I don’t even mind the smut and sex stuff. Hey, knock yourself out, if you can be so kind as to keep it out of the spaces where children googling for their favourite characters might find. Fetishes are fetishes, I ain’t going to give people crap for what they respond to if they don’t make that an issue of greater policy.

Heck, I don’t mind people thinking I’m a Brony, meaning ‘person who watches that show.’ I watched two (maybe three? I’m not sure) seasons of it. I don’t have a problem with people thinking I’m a fan of that show. I’m not really in that culture, because I have a hard time being in any culture. I reject the label usually for the same reason I normally reject other labels – I feel it’s a failure of ego, a sin of self, to label myself. It’s something I do gingerly.

I don’t dislike bronies.

But I do hate the word Brony.

I hate the word Brony because the word wouldn’t exist if we lived in a sensible world. A dude can like Corner Gas without being a Brenty, a guy can like Supernatural without being a Supery, a guy can like 24 without being a Torturey. A guy who likes this one show, this one – very girly, but high quality show – has a special term. A shield, an identity, an element of himself that he can wear to say that he is okay with this media form, and that that is something about himself to be proud of. If he was a girl, it would not be a thing worth a title. And then it’s masculinised and comes with this baggage of defensive self-aggrandizement. You get bronies looking down on other men (who don’t appreciate the emotional depth of the show) and bronies looking down on women (who of course they’d like this show, it’s girly). It’s a term that comes with superiority and a persecution complex, and it comes into existence because boys are both insecure about liking things, and because a girls’ show property has come along that they want.

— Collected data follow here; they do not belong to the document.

//! # Memory Bus Abstraction
//!
//! This module provides the `MemoryBus` trait that decouples the CPUs from a concrete
//! storage implementation, plus `FlatMemory`, the address-space-sized array every
//! architecture in this crate uses by default.
//!
//! ## Design Principles
//!
//! Unlike real hardware buses, every access is bounds-checked:
//! - Reads and writes outside the array return `ExecutionError::AddressOutOfRange`
//! - The CPU converts that error into its sticky `Errored` state instead of panicking
//! - Nibble memories mask every stored value to 4 bits

use crate::ExecutionError;

/// Memory bus trait for CPUs to read/write storage cells.
///
/// A cell is a byte for the 8-bit and 16-bit machines and a nibble (stored in the low
/// four bits of a byte) for the 4-bit machine. Addresses are `u32` so the 20-bit physical
/// space of the segmented CPU fits without truncation.
///
/// # Examples
///
/// ```
/// use libmicro::{FlatMemory, MemoryBus};
///
/// let mut mem = FlatMemory::new(0x10000);
/// mem.write(0x1234, 0x42).unwrap();
/// assert_eq!(mem.read(0x1234).unwrap(), 0x42);
/// assert!(mem.read(0x10000).is_err());
/// ```
pub trait MemoryBus {
    /// Reads the cell at `addr`.
    fn read(&self, addr: u32) -> Result<u8, ExecutionError>;

    /// Writes `value` to the cell at `addr`.
    fn write(&mut self, addr: u32, value: u8) -> Result<(), ExecutionError>;

    /// Number of addressable cells.
    fn size(&self) -> usize;

    /// Raw view of the whole address space, for debuggers and bindings.
    fn as_slice(&self) -> &[u8];

    /// Copies `bytes` into memory starting at `start`.
    ///
    /// Bytes that would land past the end of the address space are dropped silently.
    ///
    /// # Returns
    ///
    /// The number of bytes that did not fit (0 when the whole program was loaded).
    fn load(&mut self, start: u32, bytes: &[u8]) -> usize {
        for (offset, &byte) in bytes.iter().enumerate() {
            let addr = start as usize + offset;
            if addr >= self.size() || self.write(addr as u32, byte).is_err() {
                return bytes.len() - offset;
            }
        }
        0
    }
}

/// A flat, fully-populated address space.
///
/// # Examples
///
/// ```
/// use libmicro::{FlatMemory, MemoryBus};
///
/// let mut nibbles = FlatMemory::nibbles(256);
/// nibbles.write(0x10, 0xAB).unwrap();
/// assert_eq!(nibbles.read(0x10).unwrap(), 0x0B);
/// ```
#[derive(Debug, Clone, PartialEq, Eq)]
pub struct FlatMemory {
    cells: Vec<u8>,
    cell_mask: u8,
}

impl FlatMemory {
    /// Creates a zero-filled byte memory with `size` cells.
    pub fn new(size: usize) -> Self {
        Self {
            cells: vec![0; size],
            cell_mask: 0xFF,
        }
    }

    /// Creates a zero-filled nibble memory with `size` cells.
    pub fn nibbles(size: usize) -> Self {
        Self {
            cells: vec![0; size],
            cell_mask: 0x0F,
        }
    }

    /// Zeroes every cell.
    pub fn clear(&mut self) {
        self.cells.fill(0);
    }
}

impl MemoryBus for FlatMemory {
    fn read(&self, addr: u32) -> Result<u8, ExecutionError> {
        self.cells
            .get(addr as usize)
            .copied()
            .ok_or(ExecutionError::AddressOutOfRange(addr))
    }

    fn write(&mut self, addr: u32, value: u8) -> Result<(), ExecutionError> {
        let mask = self.cell_mask;
        let cell = self
            .cells
            .get_mut(addr as usize)
            .ok_or(ExecutionError::AddressOutOfRange(addr))?;
        *cell = value & mask;
        Ok(())
    }

    fn size(&self) -> usize {
        self.cells.len()
    }

    fn as_slice(&self) -> &[u8] {
        &self.cells
    }
}

#[cfg(test)]
mod tests {
    use super::*;

    #[test]
    fn test_read_write_roundtrip() {
        let mut mem = FlatMemory::new(0x100);
        mem.write(0x00, 0x12).unwrap();
        mem.write(0xFF, 0x34).unwrap();
        assert_eq!(mem.read(0x00).unwrap(), 0x12);
        assert_eq!(mem.read(0xFF).unwrap(), 0x34);
    }

    #[test]
    fn test_out_of_range_access_is_an_error() {
        let mut mem = FlatMemory::new(0x100);
        assert_eq!(
            mem.read(0x100),
            Err(ExecutionError::AddressOutOfRange(0x100))
        );
        assert_eq!(
            mem.write(0x1000, 1),
            Err(ExecutionError::AddressOutOfRange(0x1000))
        );
    }

    #[test]
    fn test_nibble_memory_masks_values() {
        let mut mem = FlatMemory::nibbles(16);
        mem.write(3, 0xFF).unwrap();
        assert_eq!(mem.read(3).unwrap(), 0x0F);
    }

    #[test]
    fn test_load_truncates_silently() {
        let mut mem = FlatMemory::new(8);
        let dropped = mem.load(6, &[1, 2, 3, 4]);
        assert_eq!(dropped, 2);
        assert_eq!(mem.as_slice()[6..], [1, 2]);

        assert_eq!(mem.load(0, &[9, 9]), 0);
        assert_eq!(mem.load(100, &[1]), 1);
    }
}
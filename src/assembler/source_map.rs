//! Source map for bidirectional mapping between addresses and source lines

/// Bidirectional mapping between binary and source locations
#[derive(Debug, Clone)]
pub struct SourceMap {
    /// Forward map: instruction address → source location
    /// Sorted by address for binary search
    address_to_source: Vec<(u32, SourceLocation)>,

    /// Reverse map: source line → instruction address ranges
    /// Sorted by line number for binary search
    source_to_address: Vec<(usize, AddressRange)>,
}

/// A location in source code
#[derive(Debug, Clone, Copy, PartialEq, Eq)]
pub struct SourceLocation {
    /// Line number (1-indexed)
    pub line: usize,

    /// Column where the statement starts (0-indexed)
    pub column: usize,

    /// Length of the statement in source characters
    pub length: usize,
}

/// A range of addresses
#[derive(Debug, Clone, Copy, PartialEq, Eq)]
pub struct AddressRange {
    /// Starting address (inclusive)
    pub start: u32,

    /// Ending address (exclusive)
    pub end: u32,
}

impl SourceMap {
    /// Create a new empty source map
    pub fn new() -> Self {
        Self {
            address_to_source: Vec::new(),
            source_to_address: Vec::new(),
        }
    }

    /// Records that `size` units starting at `address` came from `location`.
    pub fn add_mapping(&mut self, address: u32, size: u32, location: SourceLocation) {
        self.address_to_source.push((address, location));
        self.source_to_address.push((
            location.line,
            AddressRange {
                start: address,
                end: address + size,
            },
        ));
    }

    /// Get the source location of the statement that starts at `address`
    pub fn get_source_location(&self, address: u32) -> Option<SourceLocation> {
        self.address_to_source
            .binary_search_by_key(&address, |(addr, _)| *addr)
            .ok()
            .map(|idx| self.address_to_source[idx].1)
    }

    /// Get address range for a given source line
    pub fn get_address_range(&self, line: usize) -> Option<AddressRange> {
        self.source_to_address
            .binary_search_by_key(&line, |(l, _)| *l)
            .ok()
            .map(|idx| self.source_to_address[idx].1)
    }

    /// Number of mapped statements
    pub fn len(&self) -> usize {
        self.address_to_source.len()
    }

    /// Returns true if nothing was mapped
    pub fn is_empty(&self) -> bool {
        self.address_to_source.is_empty()
    }

    /// Finalize the source map (sort for binary search)
    pub fn finalize(&mut self) {
        self.address_to_source.sort_by_key(|(addr, _)| *addr);
        self.source_to_address.sort_by_key(|(line, _)| *line);
    }
}

impl Default for SourceMap {
    fn default() -> Self {
        Self::new()
    }
}
#[cfg(test)]
mod tests {
    use super::*;

    fn types(line: &str) -> Vec<TokenType> {
        tokenize(line)
            .unwrap()
            .into_iter()
            .map(|t| t.token_type)
            .collect()
    }

    fn ident(s: &str) -> TokenType {
        TokenType::Identifier(s.to_string())
    }

    #[test]
    fn test_instruction_with_memory_operand() {
        assert_eq!(
            types("LD AX,[BX-2]"),
            vec![
                ident("LD"),
                ident("AX"),
                TokenType::Comma,
                TokenType::LBracket,
                ident("BX"),
                TokenType::Minus,
                TokenType::Number(2),
                TokenType::RBracket,
            ]
        );
    }

    #[test]
    fn test_number_prefixes() {
        assert_eq!(
            types("0x1F $1f 0B101 42"),
            vec![
                TokenType::Number(0x1F),
                TokenType::Number(0x1F),
                TokenType::Number(5),
                TokenType::Number(42),
            ]
        );
    }

    #[test]
    fn test_bad_digits_are_errors() {
        assert!(matches!(
            tokenize("0b102"),
            Err(LexerError::InvalidNumber { column: 0, .. })
        ));
        assert!(matches!(
            tokenize("MOV AX,12AB"),
            Err(LexerError::InvalidNumber { column: 7, .. })
        ));
        assert!(tokenize("$").is_err());
    }

    #[test]
    fn test_comment_ends_line() {
        assert_eq!(types("  HLT ; stop, now"), vec![ident("HLT")]);
        assert!(types("; only a comment").is_empty());
        assert!(types("").is_empty());
    }

    #[test]
    fn test_semicolon_inside_string_is_data() {
        assert_eq!(
            types("DB \"a;b\", 0"),
            vec![
                ident("DB"),
                TokenType::Str(b"a;b".to_vec()),
                TokenType::Comma,
                TokenType::Number(0),
            ]
        );
    }

    #[test]
    fn test_character_escapes() {
        assert_eq!(types("'A'"), vec![TokenType::Char(b'A')]);
        assert_eq!(types(r"'\n'"), vec![TokenType::Char(b'\n')]);
        assert_eq!(types(r"'\''"), vec![TokenType::Char(b'\'')]);
        assert_eq!(types(r"'\0'"), vec![TokenType::Char(0)]);
        assert_eq!(types("'AB'"), vec![TokenType::Str(b"AB".to_vec())]);
        assert!(matches!(
            tokenize(r"'\q'"),
            Err(LexerError::UnknownEscape { ch: 'q', .. })
        ));
        assert!(matches!(
            tokenize("''"),
            Err(LexerError::EmptyCharacter { .. })
        ));
    }

    #[test]
    fn test_unterminated_string() {
        assert_eq!(
            tokenize("DB \"abc"),
            Err(LexerError::Unterminated {
                kind: "string",
                column: 3
            })
        );
    }

    #[test]
    fn test_non_ascii_literal() {
        let err = tokenize("DB 'é'").unwrap_err();
        assert_eq!(err, LexerError::NonAscii { ch: 'é', column: 4 });
        assert_eq!(err.to_string(), "Non-ASCII character 'é' in literal");
        assert!(matches!(
            tokenize("DB \"ok 漢\""),
            Err(LexerError::NonAscii { ch: '漢', .. })
        ));
    }

    #[test]
    fn test_identifier_keeps_case_and_digits() {
        assert_eq!(types("ax1 .org _tmp"), vec![ident("ax1"), ident(".org"), ident("_tmp")]);
    }

    #[test]
    fn test_unexpected_character() {
        let err = tokenize("LD R0,@5").unwrap_err();
        assert_eq!(err, LexerError::UnexpectedCharacter { ch: '@', column: 6 });
        assert_eq!(err.to_string(), "Unexpected character '@'");
    }

    #[test]
    fn test_token_stream_lookahead() {
        let mut stream = TokenStream::new(tokenize("START: JMP START").unwrap());
        assert_eq!(stream.peek_n(1).unwrap().token_type, TokenType::Colon);
        assert!(stream.advance());
        assert!(stream.eat(&TokenType::Colon));
        assert_eq!(stream.consume().unwrap().token_type, ident("JMP"));
        assert_eq!(stream.current_column(), 11);
        stream.advance();
        assert!(stream.is_eof());
        assert_eq!(stream.current_column(), 16);
    }
}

What fascinates me is that this follows with an effort to erase the girliness. As if the show’s good qualities are secondary to it being girly. This is kind of true – most girly media is bad because we don’t fund it, test it, or listen to women, meaning that most of girly media is first-draft ads targeting done by buffoons. Lauren Faust put her finger on it proudly – the reason most girl media is bad is because we make bad girl media, not because being girl media makes it worse than ‘boy’ media.

Brony is a term of Media Brolonialism and I hate it.

Just like things, dudes! You’re allowed! Stop inventing shields to protect yourself from the horrors of liking things that aren’t coded as mascluine! Women have to do this all the time after all, and there are all these other people as well who don’t even have that luxury!